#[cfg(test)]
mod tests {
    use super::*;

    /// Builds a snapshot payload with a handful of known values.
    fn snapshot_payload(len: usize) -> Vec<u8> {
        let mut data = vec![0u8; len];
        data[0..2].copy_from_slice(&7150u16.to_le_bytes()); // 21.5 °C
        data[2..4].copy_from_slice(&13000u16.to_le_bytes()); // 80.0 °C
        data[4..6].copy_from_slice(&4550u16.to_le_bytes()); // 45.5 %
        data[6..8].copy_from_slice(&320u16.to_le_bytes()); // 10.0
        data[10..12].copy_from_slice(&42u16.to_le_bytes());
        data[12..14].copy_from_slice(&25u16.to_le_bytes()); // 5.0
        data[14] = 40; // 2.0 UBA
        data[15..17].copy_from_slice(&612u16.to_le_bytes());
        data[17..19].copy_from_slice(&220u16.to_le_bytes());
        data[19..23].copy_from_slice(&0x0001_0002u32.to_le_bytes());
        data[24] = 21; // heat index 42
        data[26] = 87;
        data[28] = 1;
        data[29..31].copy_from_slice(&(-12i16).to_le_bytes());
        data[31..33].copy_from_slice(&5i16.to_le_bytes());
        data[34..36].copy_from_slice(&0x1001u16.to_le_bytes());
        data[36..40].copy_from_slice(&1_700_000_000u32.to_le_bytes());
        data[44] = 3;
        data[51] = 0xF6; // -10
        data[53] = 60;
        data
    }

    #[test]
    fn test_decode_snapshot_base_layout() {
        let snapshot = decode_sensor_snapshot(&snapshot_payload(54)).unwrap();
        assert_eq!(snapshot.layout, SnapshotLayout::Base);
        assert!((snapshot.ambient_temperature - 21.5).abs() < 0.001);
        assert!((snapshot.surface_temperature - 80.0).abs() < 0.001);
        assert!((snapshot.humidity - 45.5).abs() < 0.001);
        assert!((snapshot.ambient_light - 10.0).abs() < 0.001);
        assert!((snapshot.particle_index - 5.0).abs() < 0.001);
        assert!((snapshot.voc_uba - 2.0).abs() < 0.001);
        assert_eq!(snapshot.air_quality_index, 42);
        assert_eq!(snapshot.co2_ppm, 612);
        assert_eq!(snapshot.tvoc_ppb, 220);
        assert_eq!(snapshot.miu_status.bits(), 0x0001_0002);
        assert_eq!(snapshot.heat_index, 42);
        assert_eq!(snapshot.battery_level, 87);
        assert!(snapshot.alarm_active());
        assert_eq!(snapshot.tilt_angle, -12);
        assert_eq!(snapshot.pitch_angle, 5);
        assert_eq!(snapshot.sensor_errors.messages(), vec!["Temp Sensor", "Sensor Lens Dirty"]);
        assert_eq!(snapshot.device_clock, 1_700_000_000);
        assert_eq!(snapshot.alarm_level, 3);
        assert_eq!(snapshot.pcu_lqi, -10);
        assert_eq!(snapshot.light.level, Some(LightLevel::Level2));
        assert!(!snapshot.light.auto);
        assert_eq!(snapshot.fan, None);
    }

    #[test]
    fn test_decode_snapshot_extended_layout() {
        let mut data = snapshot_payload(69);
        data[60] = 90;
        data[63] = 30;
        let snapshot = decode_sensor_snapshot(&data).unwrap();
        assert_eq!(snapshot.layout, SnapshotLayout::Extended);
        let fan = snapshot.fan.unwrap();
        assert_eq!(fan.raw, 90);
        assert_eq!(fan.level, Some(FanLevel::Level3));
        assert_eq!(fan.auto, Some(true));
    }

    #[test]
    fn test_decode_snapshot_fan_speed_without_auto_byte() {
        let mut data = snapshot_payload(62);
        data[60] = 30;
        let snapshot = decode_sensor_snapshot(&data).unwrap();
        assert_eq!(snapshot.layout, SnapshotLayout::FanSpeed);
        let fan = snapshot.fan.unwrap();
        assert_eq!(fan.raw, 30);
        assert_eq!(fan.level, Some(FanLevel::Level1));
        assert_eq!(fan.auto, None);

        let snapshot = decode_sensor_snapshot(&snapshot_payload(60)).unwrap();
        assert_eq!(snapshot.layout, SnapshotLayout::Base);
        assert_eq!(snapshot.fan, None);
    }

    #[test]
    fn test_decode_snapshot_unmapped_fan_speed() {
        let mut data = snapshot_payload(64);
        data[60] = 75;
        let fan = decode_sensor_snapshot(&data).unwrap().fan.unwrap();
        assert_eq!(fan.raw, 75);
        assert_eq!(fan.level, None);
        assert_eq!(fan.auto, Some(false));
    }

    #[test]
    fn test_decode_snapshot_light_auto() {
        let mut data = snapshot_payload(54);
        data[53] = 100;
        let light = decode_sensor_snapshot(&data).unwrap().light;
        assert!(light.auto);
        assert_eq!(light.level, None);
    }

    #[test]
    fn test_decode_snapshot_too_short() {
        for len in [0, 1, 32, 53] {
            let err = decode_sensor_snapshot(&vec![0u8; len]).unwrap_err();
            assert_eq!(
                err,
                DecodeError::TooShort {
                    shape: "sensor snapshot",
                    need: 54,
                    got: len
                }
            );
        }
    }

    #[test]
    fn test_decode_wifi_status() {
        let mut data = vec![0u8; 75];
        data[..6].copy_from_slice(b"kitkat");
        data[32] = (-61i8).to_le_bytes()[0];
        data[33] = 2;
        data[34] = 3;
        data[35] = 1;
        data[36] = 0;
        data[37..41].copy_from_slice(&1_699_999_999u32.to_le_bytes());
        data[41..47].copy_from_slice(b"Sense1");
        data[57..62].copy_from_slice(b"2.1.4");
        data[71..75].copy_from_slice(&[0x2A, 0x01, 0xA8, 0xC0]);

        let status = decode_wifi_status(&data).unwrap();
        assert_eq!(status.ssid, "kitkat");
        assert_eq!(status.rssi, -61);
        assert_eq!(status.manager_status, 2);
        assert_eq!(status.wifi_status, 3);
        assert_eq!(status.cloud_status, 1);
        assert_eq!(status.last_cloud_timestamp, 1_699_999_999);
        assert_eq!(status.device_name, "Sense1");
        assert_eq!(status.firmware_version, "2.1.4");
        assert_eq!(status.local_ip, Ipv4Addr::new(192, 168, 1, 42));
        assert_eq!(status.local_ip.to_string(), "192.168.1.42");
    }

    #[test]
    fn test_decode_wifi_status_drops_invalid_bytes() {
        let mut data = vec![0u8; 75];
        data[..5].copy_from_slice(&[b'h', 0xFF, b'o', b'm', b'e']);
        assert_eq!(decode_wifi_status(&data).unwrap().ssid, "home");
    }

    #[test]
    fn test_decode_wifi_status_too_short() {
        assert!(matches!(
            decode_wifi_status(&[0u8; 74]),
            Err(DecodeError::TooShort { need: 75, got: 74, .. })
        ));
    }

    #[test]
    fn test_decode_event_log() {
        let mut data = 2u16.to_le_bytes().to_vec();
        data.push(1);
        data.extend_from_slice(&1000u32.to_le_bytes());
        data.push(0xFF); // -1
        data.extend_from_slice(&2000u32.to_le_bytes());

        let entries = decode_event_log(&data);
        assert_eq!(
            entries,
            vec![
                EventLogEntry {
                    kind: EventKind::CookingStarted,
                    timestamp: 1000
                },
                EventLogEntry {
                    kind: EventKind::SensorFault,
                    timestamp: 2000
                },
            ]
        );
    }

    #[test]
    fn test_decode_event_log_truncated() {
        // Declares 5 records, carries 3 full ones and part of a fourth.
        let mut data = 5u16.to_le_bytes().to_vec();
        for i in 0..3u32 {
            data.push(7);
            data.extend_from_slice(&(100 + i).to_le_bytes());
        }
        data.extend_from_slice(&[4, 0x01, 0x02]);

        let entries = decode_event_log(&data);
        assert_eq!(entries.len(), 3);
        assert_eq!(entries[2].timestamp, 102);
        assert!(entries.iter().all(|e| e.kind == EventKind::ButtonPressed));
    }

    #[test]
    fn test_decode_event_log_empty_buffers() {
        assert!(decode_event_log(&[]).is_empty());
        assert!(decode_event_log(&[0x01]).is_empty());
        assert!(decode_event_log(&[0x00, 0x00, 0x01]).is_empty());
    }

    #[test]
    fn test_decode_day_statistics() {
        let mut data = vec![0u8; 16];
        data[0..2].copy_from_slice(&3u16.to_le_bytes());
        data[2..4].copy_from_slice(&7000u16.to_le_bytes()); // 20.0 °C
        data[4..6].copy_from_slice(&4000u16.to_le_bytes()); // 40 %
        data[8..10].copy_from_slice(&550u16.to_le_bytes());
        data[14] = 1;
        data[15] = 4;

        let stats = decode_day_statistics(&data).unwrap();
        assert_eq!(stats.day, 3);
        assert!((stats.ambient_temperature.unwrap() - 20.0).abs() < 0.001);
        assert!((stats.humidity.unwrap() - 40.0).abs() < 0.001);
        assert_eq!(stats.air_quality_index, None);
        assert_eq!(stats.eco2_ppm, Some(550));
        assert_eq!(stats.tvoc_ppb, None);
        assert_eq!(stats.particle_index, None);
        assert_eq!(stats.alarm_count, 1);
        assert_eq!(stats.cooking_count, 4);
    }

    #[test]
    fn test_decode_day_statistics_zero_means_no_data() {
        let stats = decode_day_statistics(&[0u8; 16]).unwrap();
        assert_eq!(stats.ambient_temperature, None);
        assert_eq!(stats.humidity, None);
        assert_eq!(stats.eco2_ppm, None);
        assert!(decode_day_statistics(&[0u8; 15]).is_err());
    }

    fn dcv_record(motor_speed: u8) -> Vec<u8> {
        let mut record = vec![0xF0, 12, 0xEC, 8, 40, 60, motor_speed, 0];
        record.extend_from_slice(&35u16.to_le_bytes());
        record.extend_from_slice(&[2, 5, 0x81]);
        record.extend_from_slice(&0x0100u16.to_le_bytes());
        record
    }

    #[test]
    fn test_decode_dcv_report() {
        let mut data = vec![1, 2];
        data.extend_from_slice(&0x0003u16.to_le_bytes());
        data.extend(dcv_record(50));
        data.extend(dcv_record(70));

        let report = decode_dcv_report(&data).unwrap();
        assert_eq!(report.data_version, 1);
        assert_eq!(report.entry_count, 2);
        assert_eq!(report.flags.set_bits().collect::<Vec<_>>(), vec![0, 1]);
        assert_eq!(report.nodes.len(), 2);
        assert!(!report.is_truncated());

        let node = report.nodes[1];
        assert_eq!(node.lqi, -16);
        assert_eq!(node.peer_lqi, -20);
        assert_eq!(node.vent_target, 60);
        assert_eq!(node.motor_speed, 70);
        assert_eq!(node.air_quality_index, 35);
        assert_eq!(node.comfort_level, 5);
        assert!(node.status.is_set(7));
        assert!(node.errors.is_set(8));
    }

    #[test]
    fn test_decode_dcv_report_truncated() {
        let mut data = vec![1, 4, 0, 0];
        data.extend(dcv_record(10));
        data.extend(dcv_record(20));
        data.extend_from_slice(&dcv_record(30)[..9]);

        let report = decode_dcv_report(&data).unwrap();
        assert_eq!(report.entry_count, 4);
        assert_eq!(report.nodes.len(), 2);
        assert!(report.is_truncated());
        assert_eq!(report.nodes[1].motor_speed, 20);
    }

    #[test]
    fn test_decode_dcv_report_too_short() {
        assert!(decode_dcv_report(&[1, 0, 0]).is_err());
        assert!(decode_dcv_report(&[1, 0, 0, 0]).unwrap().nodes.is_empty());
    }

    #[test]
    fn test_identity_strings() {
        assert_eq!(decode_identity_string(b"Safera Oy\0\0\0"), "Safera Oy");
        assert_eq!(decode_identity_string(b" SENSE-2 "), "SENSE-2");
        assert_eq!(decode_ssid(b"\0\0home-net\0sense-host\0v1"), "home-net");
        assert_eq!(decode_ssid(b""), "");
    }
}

******************************

• Requirement: For each line in the data that contains the string "DecodeError", give a copy of that line.

• Result of this task:
                DecodeError::TooShort {
            Err(DecodeError::TooShort { need: 75, got: 74, .. })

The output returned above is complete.